→ YOUR ASSIGNMENT
How many lines of the entries below contain the string "closed"? State the number alone.

→ RECORDS PROVIDED
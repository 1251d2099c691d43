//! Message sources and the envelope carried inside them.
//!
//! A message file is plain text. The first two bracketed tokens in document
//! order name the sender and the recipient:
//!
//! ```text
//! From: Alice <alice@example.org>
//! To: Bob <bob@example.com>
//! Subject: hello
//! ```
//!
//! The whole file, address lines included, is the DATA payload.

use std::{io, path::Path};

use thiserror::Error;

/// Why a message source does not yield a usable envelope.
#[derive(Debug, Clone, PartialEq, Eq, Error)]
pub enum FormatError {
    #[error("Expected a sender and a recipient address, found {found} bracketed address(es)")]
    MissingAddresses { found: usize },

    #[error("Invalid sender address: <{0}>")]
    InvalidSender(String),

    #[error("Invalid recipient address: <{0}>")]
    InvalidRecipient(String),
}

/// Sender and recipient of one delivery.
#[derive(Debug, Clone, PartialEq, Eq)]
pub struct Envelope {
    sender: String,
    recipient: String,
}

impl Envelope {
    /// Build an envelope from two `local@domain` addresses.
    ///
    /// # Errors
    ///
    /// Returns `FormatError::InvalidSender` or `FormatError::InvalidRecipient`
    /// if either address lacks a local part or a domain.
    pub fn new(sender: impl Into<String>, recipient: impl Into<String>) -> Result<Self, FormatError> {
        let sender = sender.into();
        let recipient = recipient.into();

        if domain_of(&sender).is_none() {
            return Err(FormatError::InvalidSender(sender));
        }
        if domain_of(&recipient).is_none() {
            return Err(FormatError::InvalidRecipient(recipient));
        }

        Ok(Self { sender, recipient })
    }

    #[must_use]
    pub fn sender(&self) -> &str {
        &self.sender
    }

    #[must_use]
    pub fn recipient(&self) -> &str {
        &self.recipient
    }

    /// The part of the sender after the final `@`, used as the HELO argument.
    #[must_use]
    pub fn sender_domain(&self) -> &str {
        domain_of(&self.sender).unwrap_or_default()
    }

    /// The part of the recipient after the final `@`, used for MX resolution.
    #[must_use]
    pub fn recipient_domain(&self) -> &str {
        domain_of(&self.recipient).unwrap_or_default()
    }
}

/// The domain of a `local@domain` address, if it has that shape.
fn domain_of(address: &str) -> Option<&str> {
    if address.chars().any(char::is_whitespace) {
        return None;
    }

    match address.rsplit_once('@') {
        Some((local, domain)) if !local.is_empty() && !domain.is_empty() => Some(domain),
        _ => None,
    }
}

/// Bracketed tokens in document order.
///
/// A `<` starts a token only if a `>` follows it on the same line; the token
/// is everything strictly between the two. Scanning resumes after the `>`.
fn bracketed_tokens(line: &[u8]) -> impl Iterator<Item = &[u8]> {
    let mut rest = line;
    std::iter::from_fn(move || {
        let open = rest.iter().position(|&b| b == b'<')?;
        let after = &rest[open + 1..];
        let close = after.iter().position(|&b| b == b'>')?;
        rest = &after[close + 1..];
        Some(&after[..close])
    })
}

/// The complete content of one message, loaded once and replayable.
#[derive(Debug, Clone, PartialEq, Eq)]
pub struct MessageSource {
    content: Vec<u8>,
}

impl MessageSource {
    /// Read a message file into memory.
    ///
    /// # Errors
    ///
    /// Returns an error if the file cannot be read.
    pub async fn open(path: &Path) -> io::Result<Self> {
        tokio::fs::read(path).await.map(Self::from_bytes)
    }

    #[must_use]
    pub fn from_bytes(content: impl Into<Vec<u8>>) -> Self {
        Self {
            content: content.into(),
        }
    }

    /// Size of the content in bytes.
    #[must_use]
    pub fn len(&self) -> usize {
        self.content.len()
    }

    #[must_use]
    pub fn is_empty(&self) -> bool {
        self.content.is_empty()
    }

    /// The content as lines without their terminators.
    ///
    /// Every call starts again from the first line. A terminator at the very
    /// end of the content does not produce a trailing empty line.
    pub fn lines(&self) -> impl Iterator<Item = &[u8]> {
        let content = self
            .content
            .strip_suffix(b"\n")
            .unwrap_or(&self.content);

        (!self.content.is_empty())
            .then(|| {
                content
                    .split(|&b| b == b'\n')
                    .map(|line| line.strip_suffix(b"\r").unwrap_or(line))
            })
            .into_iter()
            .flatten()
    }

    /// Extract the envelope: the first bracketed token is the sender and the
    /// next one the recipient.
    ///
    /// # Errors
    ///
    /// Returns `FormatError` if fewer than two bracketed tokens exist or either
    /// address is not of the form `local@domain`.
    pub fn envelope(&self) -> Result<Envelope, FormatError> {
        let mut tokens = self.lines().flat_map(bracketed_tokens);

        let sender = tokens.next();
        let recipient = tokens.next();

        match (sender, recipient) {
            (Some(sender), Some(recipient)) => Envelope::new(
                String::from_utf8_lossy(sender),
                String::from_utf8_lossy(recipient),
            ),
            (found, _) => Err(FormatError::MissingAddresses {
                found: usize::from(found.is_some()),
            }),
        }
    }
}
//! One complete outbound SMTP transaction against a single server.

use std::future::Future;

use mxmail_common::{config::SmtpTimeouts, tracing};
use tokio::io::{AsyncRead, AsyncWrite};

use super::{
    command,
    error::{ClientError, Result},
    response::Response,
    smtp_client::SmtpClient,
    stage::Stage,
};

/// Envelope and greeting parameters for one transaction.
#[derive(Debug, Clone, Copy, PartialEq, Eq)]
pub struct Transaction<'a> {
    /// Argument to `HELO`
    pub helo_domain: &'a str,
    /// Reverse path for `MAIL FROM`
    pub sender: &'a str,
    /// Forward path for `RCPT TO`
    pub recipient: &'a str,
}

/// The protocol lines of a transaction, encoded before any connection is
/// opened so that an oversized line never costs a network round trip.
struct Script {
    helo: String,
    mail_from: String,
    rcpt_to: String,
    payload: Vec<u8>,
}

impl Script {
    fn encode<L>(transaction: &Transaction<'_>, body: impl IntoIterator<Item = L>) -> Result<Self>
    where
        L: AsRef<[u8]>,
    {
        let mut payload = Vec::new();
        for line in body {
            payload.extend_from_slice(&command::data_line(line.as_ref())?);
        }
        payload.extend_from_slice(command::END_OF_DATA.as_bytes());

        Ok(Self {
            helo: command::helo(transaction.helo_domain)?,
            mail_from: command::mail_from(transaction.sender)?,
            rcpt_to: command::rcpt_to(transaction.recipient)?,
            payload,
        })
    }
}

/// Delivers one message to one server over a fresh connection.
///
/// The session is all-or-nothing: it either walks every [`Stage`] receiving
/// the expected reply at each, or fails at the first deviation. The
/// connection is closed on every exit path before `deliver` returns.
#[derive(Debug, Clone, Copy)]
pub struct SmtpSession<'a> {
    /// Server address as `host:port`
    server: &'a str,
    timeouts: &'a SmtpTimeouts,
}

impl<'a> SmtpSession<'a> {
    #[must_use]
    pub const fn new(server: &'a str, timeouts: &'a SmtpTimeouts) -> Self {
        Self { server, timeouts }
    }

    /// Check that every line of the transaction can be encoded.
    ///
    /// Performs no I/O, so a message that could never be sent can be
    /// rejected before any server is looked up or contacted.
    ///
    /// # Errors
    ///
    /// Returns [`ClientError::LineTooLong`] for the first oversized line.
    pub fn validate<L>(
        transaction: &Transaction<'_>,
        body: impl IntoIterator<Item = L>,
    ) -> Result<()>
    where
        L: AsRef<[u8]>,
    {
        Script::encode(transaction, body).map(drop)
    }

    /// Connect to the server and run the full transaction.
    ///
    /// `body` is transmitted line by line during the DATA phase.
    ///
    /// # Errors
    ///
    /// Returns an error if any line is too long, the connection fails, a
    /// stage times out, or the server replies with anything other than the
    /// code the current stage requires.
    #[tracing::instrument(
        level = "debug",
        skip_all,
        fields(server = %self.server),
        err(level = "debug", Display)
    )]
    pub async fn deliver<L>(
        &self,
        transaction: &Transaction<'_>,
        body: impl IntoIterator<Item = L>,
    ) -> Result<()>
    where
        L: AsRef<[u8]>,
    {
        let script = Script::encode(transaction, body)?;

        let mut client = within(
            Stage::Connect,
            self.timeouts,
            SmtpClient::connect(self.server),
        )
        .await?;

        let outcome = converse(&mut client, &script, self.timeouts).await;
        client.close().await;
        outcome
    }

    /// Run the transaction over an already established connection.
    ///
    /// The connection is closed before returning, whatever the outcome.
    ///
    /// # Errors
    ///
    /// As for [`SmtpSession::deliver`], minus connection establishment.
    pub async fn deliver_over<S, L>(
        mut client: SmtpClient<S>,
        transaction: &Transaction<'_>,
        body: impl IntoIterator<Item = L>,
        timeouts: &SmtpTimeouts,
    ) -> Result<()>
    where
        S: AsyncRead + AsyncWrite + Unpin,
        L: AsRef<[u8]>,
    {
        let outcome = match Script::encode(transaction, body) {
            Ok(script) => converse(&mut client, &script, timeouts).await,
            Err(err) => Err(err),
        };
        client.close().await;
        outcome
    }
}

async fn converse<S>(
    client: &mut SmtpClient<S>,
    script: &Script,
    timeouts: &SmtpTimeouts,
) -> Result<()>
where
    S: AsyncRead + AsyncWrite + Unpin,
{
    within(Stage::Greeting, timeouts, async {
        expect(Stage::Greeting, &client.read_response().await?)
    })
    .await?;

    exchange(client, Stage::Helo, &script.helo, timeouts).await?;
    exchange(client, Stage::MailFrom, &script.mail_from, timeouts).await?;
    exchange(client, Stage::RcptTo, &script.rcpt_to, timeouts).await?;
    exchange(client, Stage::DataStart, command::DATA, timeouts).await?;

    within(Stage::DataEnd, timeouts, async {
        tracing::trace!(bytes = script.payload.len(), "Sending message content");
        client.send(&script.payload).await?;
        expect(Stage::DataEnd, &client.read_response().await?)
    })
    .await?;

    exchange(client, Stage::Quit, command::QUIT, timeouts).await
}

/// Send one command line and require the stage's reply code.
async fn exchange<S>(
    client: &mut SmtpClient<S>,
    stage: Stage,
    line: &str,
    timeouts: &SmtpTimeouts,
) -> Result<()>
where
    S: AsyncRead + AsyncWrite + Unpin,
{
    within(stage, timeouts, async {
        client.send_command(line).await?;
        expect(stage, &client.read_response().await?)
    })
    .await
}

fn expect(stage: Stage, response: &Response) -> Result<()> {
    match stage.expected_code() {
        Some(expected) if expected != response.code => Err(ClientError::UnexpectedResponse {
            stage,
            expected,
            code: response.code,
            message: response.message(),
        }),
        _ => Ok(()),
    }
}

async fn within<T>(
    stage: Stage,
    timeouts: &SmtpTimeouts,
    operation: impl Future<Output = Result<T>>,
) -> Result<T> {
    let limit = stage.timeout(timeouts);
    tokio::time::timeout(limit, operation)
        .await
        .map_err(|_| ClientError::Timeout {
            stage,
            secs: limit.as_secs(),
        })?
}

→ ANSWER FOR THIS EXERCISE
2